→ Entries provided:

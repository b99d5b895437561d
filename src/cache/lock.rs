use std::sync::{LockResult, RwLock, RwLockReadGuard, RwLockWriteGuard};

use tracing::warn;

fn recover<G>(result: LockResult<G>, target: &'static str, op: &'static str, kind: &str) -> G {
    result.unwrap_or_else(|poisoned| {
        warn!(
            op,
            target_module = target,
            lock_kind = kind,
            result = "poisoned_recovered",
            hint = "state may be stale after panic in another thread",
            "Recovered from poisoned cache lock"
        );
        poisoned.into_inner()
    })
}

pub(crate) fn rw_read<'a, T>(
    lock: &'a RwLock<T>,
    target: &'static str,
    op: &'static str,
) -> RwLockReadGuard<'a, T> {
    recover(lock.read(), target, op, "rwlock.read")
}

pub(crate) fn rw_write<'a, T>(
    lock: &'a RwLock<T>,
    target: &'static str,
    op: &'static str,
) -> RwLockWriteGuard<'a, T> {
    recover(lock.write(), target, op, "rwlock.write")
}

#[cfg(test)]
mod tests {
    use std::panic::{AssertUnwindSafe, catch_unwind};

    use super::*;

    #[test]
    fn poisoned_lock_is_recovered() {
        let lock = RwLock::new(1u32);
        let _ = catch_unwind(AssertUnwindSafe(|| {
            let _guard = lock.write().expect("lock");
            panic!("poison");
        }));
        assert!(lock.is_poisoned());

        *rw_write(&lock, "test", "write") += 1;
        assert_eq!(*rw_read(&lock, "test", "read"), 2);
    }
}
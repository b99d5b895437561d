use serde::{Deserialize, Serialize};

use crate::application::search::SearchResults;
use crate::domain::badge::badge_color;
use crate::domain::entities::{
    ArticleCard, HubCategoryRecord, HubRecord, ProductRecord, TalentProfile, TalentRecord,
};

/// `{ "data": ... }` envelope used by every read endpoint.
#[derive(Debug, Serialize)]
pub struct DataResponse<T> {
    pub data: T,
}

impl<T> DataResponse<T> {
    pub fn new(data: T) -> Self {
        Self { data }
    }
}

#[derive(Debug, Serialize)]
pub struct UploadResponse {
    pub key: String,
    pub url: String,
}

#[derive(Debug, Deserialize)]
pub struct StatusPayload {
    pub status: String,
}

#[derive(Debug, Deserialize)]
pub struct SearchParams {
    #[serde(default)]
    pub q: String,
}

#[derive(Debug, Serialize)]
pub struct ProductView {
    #[serde(flatten)]
    pub product: ProductRecord,
    pub badge_color: &'static str,
}

impl From<ProductRecord> for ProductView {
    fn from(product: ProductRecord) -> Self {
        let badge_color = badge_color(&product.category);
        Self {
            product,
            badge_color,
        }
    }
}

#[derive(Debug, Serialize)]
pub struct TalentView {
    #[serde(flatten)]
    pub talent: TalentRecord,
    pub badge_color: &'static str,
}

impl From<TalentRecord> for TalentView {
    fn from(talent: TalentRecord) -> Self {
        let badge_color = badge_color(&talent.industry);
        Self {
            talent,
            badge_color,
        }
    }
}

#[derive(Debug, Serialize)]
pub struct TalentProfileView {
    pub talent: TalentView,
    pub products: Vec<ProductView>,
    pub articles: Vec<ArticleCard>,
}

impl From<TalentProfile> for TalentProfileView {
    fn from(profile: TalentProfile) -> Self {
        Self {
            talent: profile.talent.into(),
            products: views(profile.products),
            articles: profile.articles,
        }
    }
}

/// Hub category with its hubs in display order.
#[derive(Debug, Serialize)]
pub struct HubCategoryView {
    #[serde(flatten)]
    pub category: HubCategoryRecord,
    pub hubs: Vec<HubRecord>,
}

#[derive(Debug, Serialize)]
pub struct SearchView {
    pub articles: Vec<ArticleCard>,
    pub products: Vec<ProductView>,
    pub talents: Vec<TalentView>,
}

impl From<SearchResults> for SearchView {
    fn from(results: SearchResults) -> Self {
        Self {
            articles: results.articles,
            products: views(results.products),
            talents: views(results.talents),
        }
    }
}

pub fn views<T, V: From<T>>(items: Vec<T>) -> Vec<V> {
    items.into_iter().map(V::from).collect()
}
use axum::Json;
use axum::extract::{Multipart, State};
use axum::extract::multipart::MultipartError;
use axum::http::StatusCode;
use axum::response::IntoResponse;
use futures::TryStreamExt;
use tracing::info;

use crate::infra::uploads::UploadStorageError;

use super::AppState;
use super::error::ApiError;
use super::models::UploadResponse;

const IMAGE_FIELD: &str = "image";

/// Accept a multipart `image` field and stream it to upload storage.
pub async fn upload_image(
    State(state): State<AppState>,
    mut multipart: Multipart,
) -> Result<impl IntoResponse, ApiError> {
    while let Some(field) = multipart.next_field().await.map_err(multipart_error)? {
        if field.name() != Some(IMAGE_FIELD) {
            continue;
        }

        let content_type = field
            .content_type()
            .map(str::to_string)
            .or_else(|| {
                field
                    .file_name()
                    .and_then(|name| mime_guess::from_path(name).first())
                    .map(|mime| mime.essence_str().to_string())
            })
            .ok_or_else(|| ApiError::bad_request("Missing content type", "no content type"))?;

        let stream = field.map_err(stream_error);
        let stored = state
            .uploads
            .store_image(&content_type, stream)
            .await
            .map_err(ApiError::upload)?;

        info!(
            target = "pemuda::http::uploads",
            key = %stored.key,
            size_bytes = stored.size_bytes,
            checksum = %stored.checksum,
            "image uploaded"
        );

        return Ok((
            StatusCode::OK,
            Json(UploadResponse {
                key: stored.key,
                url: stored.url,
            }),
        ));
    }

    Err(ApiError::bad_request("No image provided", "missing `image` field"))
}

fn stream_error(err: MultipartError) -> UploadStorageError {
    if err.status() == StatusCode::PAYLOAD_TOO_LARGE {
        UploadStorageError::PayloadTooLarge {
            source: Box::new(err),
        }
    } else {
        UploadStorageError::PayloadStream {
            source: Box::new(err),
        }
    }
}

fn multipart_error(err: MultipartError) -> ApiError {
    ApiError::upload(stream_error(err))
}
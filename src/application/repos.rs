//! Repository traits describing persistence adapters.

use std::sync::Arc;

use async_trait::async_trait;
use thiserror::Error;
use uuid::Uuid;

use crate::domain::entities::{
    AppDataRecord, ArticleCard, ArticleRecord, CommunityRecord, ContentCounts, HubCategoryRecord,
    HubRecord, ProductRecord, TalentRecord, UserRecord,
};
use crate::domain::types::{ContentStatus, HubStatus, ReviewStatus};

#[derive(Debug, Error)]
pub enum RepoError {
    #[error("persistence error: {0}")]
    Persistence(String),
    #[error("duplicate record violates unique constraint `{constraint}`")]
    Duplicate { constraint: String },
    #[error("resource not found")]
    NotFound,
    #[error("invalid input: {message}")]
    InvalidInput { message: String },
    #[error("integrity error: {message}")]
    Integrity { message: String },
    #[error("database timeout")]
    Timeout,
}

impl RepoError {
    pub fn from_persistence(err: impl std::fmt::Display) -> Self {
        Self::Persistence(err.to_string())
    }
}

// ---------------------------------------------------------------------------
// Articles
// ---------------------------------------------------------------------------

#[derive(Debug, Clone, Default)]
pub struct ArticleFilter {
    pub status: Option<ContentStatus>,
    pub author_id: Option<Uuid>,
    pub community_id: Option<Uuid>,
}

#[derive(Debug, Clone)]
pub struct NewArticle {
    pub slug: String,
    pub title: String,
    pub content: String,
    pub thumbnail: Option<String>,
    pub status: ContentStatus,
    pub author_id: Uuid,
    pub community_id: Option<Uuid>,
}

#[derive(Debug, Clone)]
pub struct ArticleChanges {
    pub id: Uuid,
    pub title: String,
    pub content: String,
    pub thumbnail: Option<String>,
    pub status: ContentStatus,
    pub community_id: Option<Uuid>,
}

#[async_trait]
pub trait ArticlesRepo: Send + Sync {
    async fn find_article_by_id(&self, id: Uuid) -> Result<Option<ArticleRecord>, RepoError>;

    async fn find_article_by_slug(&self, slug: &str) -> Result<Option<ArticleRecord>, RepoError>;

    /// Listing rows, newest first, with author and community loaded.
    async fn list_article_cards(&self, filter: &ArticleFilter)
    -> Result<Vec<ArticleCard>, RepoError>;
}

#[async_trait]
pub trait ArticlesWriteRepo: Send + Sync {
    async fn create_article(&self, params: NewArticle) -> Result<ArticleRecord, RepoError>;

    async fn update_article(&self, params: ArticleChanges) -> Result<ArticleRecord, RepoError>;

    async fn update_article_status(
        &self,
        id: Uuid,
        status: ContentStatus,
    ) -> Result<ArticleRecord, RepoError>;

    async fn delete_article(&self, id: Uuid) -> Result<ArticleRecord, RepoError>;
}

// ---------------------------------------------------------------------------
// Products
// ---------------------------------------------------------------------------

#[derive(Debug, Clone, Default)]
pub struct ProductFilter {
    pub status: Option<ContentStatus>,
    pub talent_id: Option<Uuid>,
}

#[derive(Debug, Clone)]
pub struct NewProduct {
    pub slug: String,
    pub name: String,
    pub description: String,
    pub image: Option<String>,
    pub category: String,
    pub price: i64,
    pub link: Option<String>,
    pub status: ContentStatus,
    pub talent_id: Uuid,
}

#[derive(Debug, Clone)]
pub struct ProductChanges {
    pub id: Uuid,
    pub name: String,
    pub description: String,
    pub image: Option<String>,
    pub category: String,
    pub price: i64,
    pub link: Option<String>,
    pub status: ContentStatus,
}

#[async_trait]
pub trait ProductsRepo: Send + Sync {
    async fn find_product_by_id(&self, id: Uuid) -> Result<Option<ProductRecord>, RepoError>;

    async fn find_product_by_slug(&self, slug: &str) -> Result<Option<ProductRecord>, RepoError>;

    /// Products newest first.
    async fn list_products(&self, filter: &ProductFilter) -> Result<Vec<ProductRecord>, RepoError>;
}

#[async_trait]
pub trait ProductsWriteRepo: Send + Sync {
    async fn create_product(&self, params: NewProduct) -> Result<ProductRecord, RepoError>;

    async fn update_product(&self, params: ProductChanges) -> Result<ProductRecord, RepoError>;

    async fn update_product_status(
        &self,
        id: Uuid,
        status: ContentStatus,
    ) -> Result<ProductRecord, RepoError>;

    async fn delete_product(&self, id: Uuid) -> Result<ProductRecord, RepoError>;
}

// ---------------------------------------------------------------------------
// Talents
// ---------------------------------------------------------------------------

#[derive(Debug, Clone)]
pub struct NewTalent {
    pub user_id: Uuid,
    pub slug: String,
    pub name: String,
    pub profession: String,
    pub industry: String,
    pub description: Option<String>,
    pub image: Option<String>,
    pub social_link: Option<String>,
    pub status: ReviewStatus,
}

#[derive(Debug, Clone)]
pub struct TalentChanges {
    pub id: Uuid,
    pub name: String,
    pub profession: String,
    pub industry: String,
    pub description: Option<String>,
    pub image: Option<String>,
    pub social_link: Option<String>,
}

#[async_trait]
pub trait TalentsRepo: Send + Sync {
    async fn find_talent_by_id(&self, id: Uuid) -> Result<Option<TalentRecord>, RepoError>;

    async fn find_talent_by_slug(&self, slug: &str) -> Result<Option<TalentRecord>, RepoError>;

    async fn find_talent_by_user(&self, user_id: Uuid) -> Result<Option<TalentRecord>, RepoError>;

    /// Talents ordered by name.
    async fn list_talents(
        &self,
        status: Option<ReviewStatus>,
    ) -> Result<Vec<TalentRecord>, RepoError>;
}

#[async_trait]
pub trait TalentsWriteRepo: Send + Sync {
    async fn create_talent(&self, params: NewTalent) -> Result<TalentRecord, RepoError>;

    async fn update_talent(&self, params: TalentChanges) -> Result<TalentRecord, RepoError>;

    async fn update_talent_status(
        &self,
        id: Uuid,
        status: ReviewStatus,
    ) -> Result<TalentRecord, RepoError>;
}

// ---------------------------------------------------------------------------
// Communities
// ---------------------------------------------------------------------------

#[derive(Debug, Clone)]
pub struct NewCommunity {
    pub user_id: Uuid,
    pub slug: String,
    pub name: String,
    pub description: String,
    pub image: Option<String>,
    pub location: Option<String>,
    pub category: String,
    pub status: ReviewStatus,
}

#[derive(Debug, Clone)]
pub struct CommunityChanges {
    pub id: Uuid,
    pub name: String,
    pub description: String,
    pub image: Option<String>,
    pub location: Option<String>,
    pub category: String,
}

#[async_trait]
pub trait CommunitiesRepo: Send + Sync {
    async fn find_community_by_id(&self, id: Uuid) -> Result<Option<CommunityRecord>, RepoError>;

    async fn find_community_by_slug(
        &self,
        slug: &str,
    ) -> Result<Option<CommunityRecord>, RepoError>;

    async fn find_community_by_user(
        &self,
        user_id: Uuid,
    ) -> Result<Option<CommunityRecord>, RepoError>;

    /// Communities ordered by name.
    async fn list_communities(
        &self,
        status: Option<ReviewStatus>,
    ) -> Result<Vec<CommunityRecord>, RepoError>;
}

#[async_trait]
pub trait CommunitiesWriteRepo: Send + Sync {
    async fn create_community(&self, params: NewCommunity) -> Result<CommunityRecord, RepoError>;

    async fn update_community(
        &self,
        params: CommunityChanges,
    ) -> Result<CommunityRecord, RepoError>;

    async fn update_community_status(
        &self,
        id: Uuid,
        status: ReviewStatus,
    ) -> Result<CommunityRecord, RepoError>;
}

// ---------------------------------------------------------------------------
// Hubs and hub categories
// ---------------------------------------------------------------------------

#[derive(Debug, Clone)]
pub struct NewHub {
    pub slug: String,
    pub name: String,
    pub description: String,
    pub image: Option<String>,
    pub link: Option<String>,
    pub status: HubStatus,
    pub category_id: Uuid,
}

/// A removed category and the hubs removed with it.
#[derive(Debug, Clone)]
pub struct DeletedCategory {
    pub category: HubCategoryRecord,
    pub hubs: Vec<HubRecord>,
}

#[derive(Debug, Clone)]
pub struct HubChanges {
    pub id: Uuid,
    pub name: String,
    pub description: String,
    pub image: Option<String>,
    pub link: Option<String>,
    pub status: HubStatus,
    pub category_id: Uuid,
}

#[async_trait]
pub trait HubsRepo: Send + Sync {
    async fn find_hub_by_id(&self, id: Uuid) -> Result<Option<HubRecord>, RepoError>;

    async fn find_hub_by_slug(&self, slug: &str) -> Result<Option<HubRecord>, RepoError>;

    /// Hubs ordered by name, optionally restricted to one category.
    async fn list_hubs(&self, category_id: Option<Uuid>) -> Result<Vec<HubRecord>, RepoError>;

    async fn find_category_by_id(
        &self,
        id: Uuid,
    ) -> Result<Option<HubCategoryRecord>, RepoError>;

    async fn find_category_by_slug(
        &self,
        slug: &str,
    ) -> Result<Option<HubCategoryRecord>, RepoError>;

    /// Categories ordered by name.
    async fn list_categories(&self) -> Result<Vec<HubCategoryRecord>, RepoError>;
}

#[async_trait]
pub trait HubsWriteRepo: Send + Sync {
    async fn create_hub(&self, params: NewHub) -> Result<HubRecord, RepoError>;

    async fn update_hub(&self, params: HubChanges) -> Result<HubRecord, RepoError>;

    async fn update_hub_status(&self, id: Uuid, status: HubStatus)
    -> Result<HubRecord, RepoError>;

    async fn delete_hub(&self, id: Uuid) -> Result<HubRecord, RepoError>;

    async fn create_category(
        &self,
        slug: String,
        name: String,
    ) -> Result<HubCategoryRecord, RepoError>;

    async fn update_category(&self, id: Uuid, name: String)
    -> Result<HubCategoryRecord, RepoError>;

    /// Delete a category together with every hub in it, in one atomic step.
    async fn delete_category(&self, id: Uuid) -> Result<DeletedCategory, RepoError>;
}

// ---------------------------------------------------------------------------
// Users, app data, stats
// ---------------------------------------------------------------------------

#[derive(Debug, Clone)]
pub struct ProfileChanges {
    pub id: Uuid,
    pub name: String,
    pub image: Option<String>,
    pub bio: Option<String>,
}

#[async_trait]
pub trait UsersRepo: Send + Sync {
    async fn find_user_by_id(&self, id: Uuid) -> Result<Option<UserRecord>, RepoError>;

    /// Resolve an unexpired session token to its user.
    async fn find_user_by_session(&self, token: &str) -> Result<Option<UserRecord>, RepoError>;

    /// Users ordered by name.
    async fn list_users(&self) -> Result<Vec<UserRecord>, RepoError>;
}

#[async_trait]
pub trait UsersWriteRepo: Send + Sync {
    async fn update_profile(&self, params: ProfileChanges) -> Result<UserRecord, RepoError>;
}

#[async_trait]
pub trait AppDataRepo: Send + Sync {
    async fn load_app_data(&self) -> Result<Option<AppDataRecord>, RepoError>;

    async fn save_app_data(&self, record: AppDataRecord) -> Result<AppDataRecord, RepoError>;
}

#[async_trait]
pub trait StatsRepo: Send + Sync {
    async fn content_counts(&self) -> Result<ContentCounts, RepoError>;
}

/// Every repository trait implemented by one backend.
pub trait Backend:
    ArticlesRepo
    + ArticlesWriteRepo
    + ProductsRepo
    + ProductsWriteRepo
    + TalentsRepo
    + TalentsWriteRepo
    + CommunitiesRepo
    + CommunitiesWriteRepo
    + HubsRepo
    + HubsWriteRepo
    + UsersRepo
    + UsersWriteRepo
    + AppDataRepo
    + StatsRepo
    + 'static
{
}

impl<T> Backend for T where
    T: ArticlesRepo
        + ArticlesWriteRepo
        + ProductsRepo
        + ProductsWriteRepo
        + TalentsRepo
        + TalentsWriteRepo
        + CommunitiesRepo
        + CommunitiesWriteRepo
        + HubsRepo
        + HubsWriteRepo
        + UsersRepo
        + UsersWriteRepo
        + AppDataRepo
        + StatsRepo
        + 'static
{
}

/// Trait objects for each repository, shared by the services.
#[derive(Clone)]
pub struct Repositories {
    pub articles: Arc<dyn ArticlesRepo>,
    pub articles_write: Arc<dyn ArticlesWriteRepo>,
    pub products: Arc<dyn ProductsRepo>,
    pub products_write: Arc<dyn ProductsWriteRepo>,
    pub talents: Arc<dyn TalentsRepo>,
    pub talents_write: Arc<dyn TalentsWriteRepo>,
    pub communities: Arc<dyn CommunitiesRepo>,
    pub communities_write: Arc<dyn CommunitiesWriteRepo>,
    pub hubs: Arc<dyn HubsRepo>,
    pub hubs_write: Arc<dyn HubsWriteRepo>,
    pub users: Arc<dyn UsersRepo>,
    pub users_write: Arc<dyn UsersWriteRepo>,
    pub app_data: Arc<dyn AppDataRepo>,
    pub stats: Arc<dyn StatsRepo>,
}

impl Repositories {
    pub fn from_backend<B: Backend>(backend: Arc<B>) -> Self {
        Self {
            articles: backend.clone(),
            articles_write: backend.clone(),
            products: backend.clone(),
            products_write: backend.clone(),
            talents: backend.clone(),
            talents_write: backend.clone(),
            communities: backend.clone(),
            communities_write: backend.clone(),
            hubs: backend.clone(),
            hubs_write: backend.clone(),
            users: backend.clone(),
            users_write: backend.clone(),
            app_data: backend.clone(),
            stats: backend,
        }
    }
}
//! Public read endpoints. Everything here is served through the cached
//! read accessors.

use axum::Json;
use axum::extract::{Extension, Path, Query, State};
use axum::http::{StatusCode, header};
use axum::response::{IntoResponse, Response};
use serde::Serialize;
use uuid::Uuid;

use crate::application::error::ErrorReport;
use crate::domain::entities::ContentCounts;
use crate::infra::uploads::UploadStorageError;

use super::AppState;
use super::error::ApiError;
use super::middleware::CurrentUser;
use super::models::{
    DataResponse, HubCategoryView, ProductView, SearchParams, SearchView, TalentProfileView,
    TalentView, views,
};

#[derive(Debug, Serialize)]
struct HealthBody {
    message: &'static str,
    count: ContentCounts,
}

#[derive(Debug, Serialize)]
struct HealthFailureBody {
    message: &'static str,
    error: String,
}

pub async fn healthz(State(state): State<AppState>) -> Response {
    match state.services.health.counts().await {
        Ok(count) => (
            StatusCode::OK,
            Json(HealthBody {
                message: "OK",
                count,
            }),
        )
            .into_response(),
        Err(err) => {
            let status = StatusCode::INTERNAL_SERVER_ERROR;
            let mut response = (
                status,
                Json(HealthFailureBody {
                    message: "Database connection failed",
                    error: err.to_string(),
                }),
            )
                .into_response();
            ErrorReport::from_error("infra::http::healthz", status, &err).attach(&mut response);
            response
        }
    }
}

fn parse_uuid(raw: &str, message: &'static str) -> Result<Uuid, ApiError> {
    Uuid::parse_str(raw.trim()).map_err(|_| ApiError::not_found(message))
}

pub async fn article_by_id(
    State(state): State<AppState>,
    user: Option<Extension<CurrentUser>>,
    Path(id): Path<String>,
) -> Result<impl IntoResponse, ApiError> {
    let id = parse_uuid(&id, "Article not found")?;
    let viewer = user.map(|Extension(user)| user.actor());
    let article = state
        .services
        .articles
        .visible_article_by_id(viewer.as_ref(), id)
        .await?
        .ok_or_else(|| ApiError::not_found("Article not found"))?;
    Ok(Json(DataResponse::new(article)))
}

pub async fn product_by_id(
    State(state): State<AppState>,
    user: Option<Extension<CurrentUser>>,
    Path(id): Path<String>,
) -> Result<impl IntoResponse, ApiError> {
    let id = parse_uuid(&id, "Product not found")?;
    let viewer = user.map(|Extension(user)| user.actor());
    let product = state
        .services
        .products
        .visible_product_by_id(viewer.as_ref(), id)
        .await?
        .ok_or_else(|| ApiError::not_found("Product not found"))?;
    Ok(Json(DataResponse::new(ProductView::from(product))))
}

pub async fn current_profile(
    State(state): State<AppState>,
    user: Option<Extension<CurrentUser>>,
) -> Result<impl IntoResponse, ApiError> {
    let Some(Extension(user)) = user else {
        return Err(ApiError::unauthorized());
    };
    let profile = state
        .services
        .users
        .user_by_id(user.0.id)
        .await?
        .ok_or_else(|| ApiError::not_found("User not found"))?;
    Ok(Json(DataResponse::new(profile)))
}

pub async fn current_community(
    State(state): State<AppState>,
    user: Option<Extension<CurrentUser>>,
) -> Result<impl IntoResponse, ApiError> {
    let Some(Extension(user)) = user else {
        return Err(ApiError::unauthorized());
    };
    let community = state
        .services
        .communities
        .community_by_user(user.0.id)
        .await?
        .ok_or_else(|| ApiError::not_found("Community not found"))?;
    Ok(Json(DataResponse::new(community)))
}

pub async fn app_data(State(state): State<AppState>) -> Result<impl IntoResponse, ApiError> {
    let data = state.services.app_data.load().await?;
    Ok(Json(DataResponse::new(data)))
}

pub async fn list_articles(State(state): State<AppState>) -> Result<impl IntoResponse, ApiError> {
    let articles = state.services.articles.published_articles().await?;
    Ok(Json(DataResponse::new(articles)))
}

pub async fn article_by_slug(
    State(state): State<AppState>,
    Path(slug): Path<String>,
) -> Result<impl IntoResponse, ApiError> {
    let article = state
        .services
        .articles
        .public_article(&slug)
        .await?
        .ok_or_else(|| ApiError::not_found("Article not found"))?;
    Ok(Json(DataResponse::new(article)))
}

pub async fn list_products(State(state): State<AppState>) -> Result<impl IntoResponse, ApiError> {
    let products = state.services.products.published_products().await?;
    Ok(Json(DataResponse::new(views::<_, ProductView>(products))))
}

pub async fn product_by_slug(
    State(state): State<AppState>,
    Path(slug): Path<String>,
) -> Result<impl IntoResponse, ApiError> {
    let product = state
        .services
        .products
        .public_product(&slug)
        .await?
        .ok_or_else(|| ApiError::not_found("Product not found"))?;
    Ok(Json(DataResponse::new(ProductView::from(product))))
}

pub async fn list_talents(State(state): State<AppState>) -> Result<impl IntoResponse, ApiError> {
    let talents = state.services.talents.approved_talents().await?;
    Ok(Json(DataResponse::new(views::<_, TalentView>(talents))))
}

pub async fn talent_by_slug(
    State(state): State<AppState>,
    Path(slug): Path<String>,
) -> Result<impl IntoResponse, ApiError> {
    let profile = state
        .services
        .profiles
        .talent_profile(&slug)
        .await?
        .ok_or_else(|| ApiError::not_found("Talent not found"))?;
    Ok(Json(DataResponse::new(TalentProfileView::from(profile))))
}

pub async fn list_communities(
    State(state): State<AppState>,
) -> Result<impl IntoResponse, ApiError> {
    let communities = state.services.communities.approved_communities().await?;
    Ok(Json(DataResponse::new(communities)))
}

pub async fn community_by_slug(
    State(state): State<AppState>,
    Path(slug): Path<String>,
) -> Result<impl IntoResponse, ApiError> {
    let profile = state
        .services
        .profiles
        .community_profile(&slug)
        .await?
        .ok_or_else(|| ApiError::not_found("Community not found"))?;
    Ok(Json(DataResponse::new(profile)))
}

pub async fn list_hubs(State(state): State<AppState>) -> Result<impl IntoResponse, ApiError> {
    let hubs = state.services.hubs.hubs().await?;
    Ok(Json(DataResponse::new(hubs)))
}

pub async fn hub_by_slug(
    State(state): State<AppState>,
    Path(slug): Path<String>,
) -> Result<impl IntoResponse, ApiError> {
    let hub = state
        .services
        .hubs
        .hub_by_slug(&slug)
        .await?
        .ok_or_else(|| ApiError::not_found("Hub not found"))?;
    Ok(Json(DataResponse::new(hub)))
}

pub async fn list_hub_categories(
    State(state): State<AppState>,
) -> Result<impl IntoResponse, ApiError> {
    let categories = state.services.hubs.categories().await?;
    Ok(Json(DataResponse::new(categories)))
}

pub async fn hub_category_by_slug(
    State(state): State<AppState>,
    Path(slug): Path<String>,
) -> Result<impl IntoResponse, ApiError> {
    let hubs = &state.services.hubs;
    let category = hubs
        .category_by_slug(&slug)
        .await?
        .ok_or_else(|| ApiError::not_found("Hub category not found"))?;
    let members = hubs.hubs_in_category(category.id).await?;
    Ok(Json(DataResponse::new(HubCategoryView {
        category,
        hubs: members,
    })))
}

pub async fn search(
    State(state): State<AppState>,
    Query(params): Query<SearchParams>,
) -> Result<impl IntoResponse, ApiError> {
    let results = state.services.search.search(&params.q).await?;
    Ok(Json(DataResponse::new(SearchView::from(results))))
}

/// Serve a stored upload by key.
pub async fn serve_upload(
    State(state): State<AppState>,
    Path(key): Path<String>,
) -> Result<Response, ApiError> {
    let data = match state.uploads.read(&key).await {
        Ok(data) => data,
        Err(UploadStorageError::InvalidPath) => return Err(ApiError::not_found("File not found")),
        Err(UploadStorageError::Io(err)) if err.kind() == std::io::ErrorKind::NotFound => {
            return Err(ApiError::not_found("File not found"));
        }
        Err(err) => return Err(ApiError::upload(err)),
    };

    let mime = mime_guess::from_path(&key).first_or_octet_stream();
    Ok((
        [
            (header::CONTENT_TYPE, mime.to_string()),
            (
                header::CACHE_CONTROL,
                "public, max-age=31536000, immutable".to_string(),
            ),
        ],
        data,
    )
        .into_response())
}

→ Task brief: Answer with nothing but the count of lines in the entries that hold the word "healthz".

→ Written answer: 2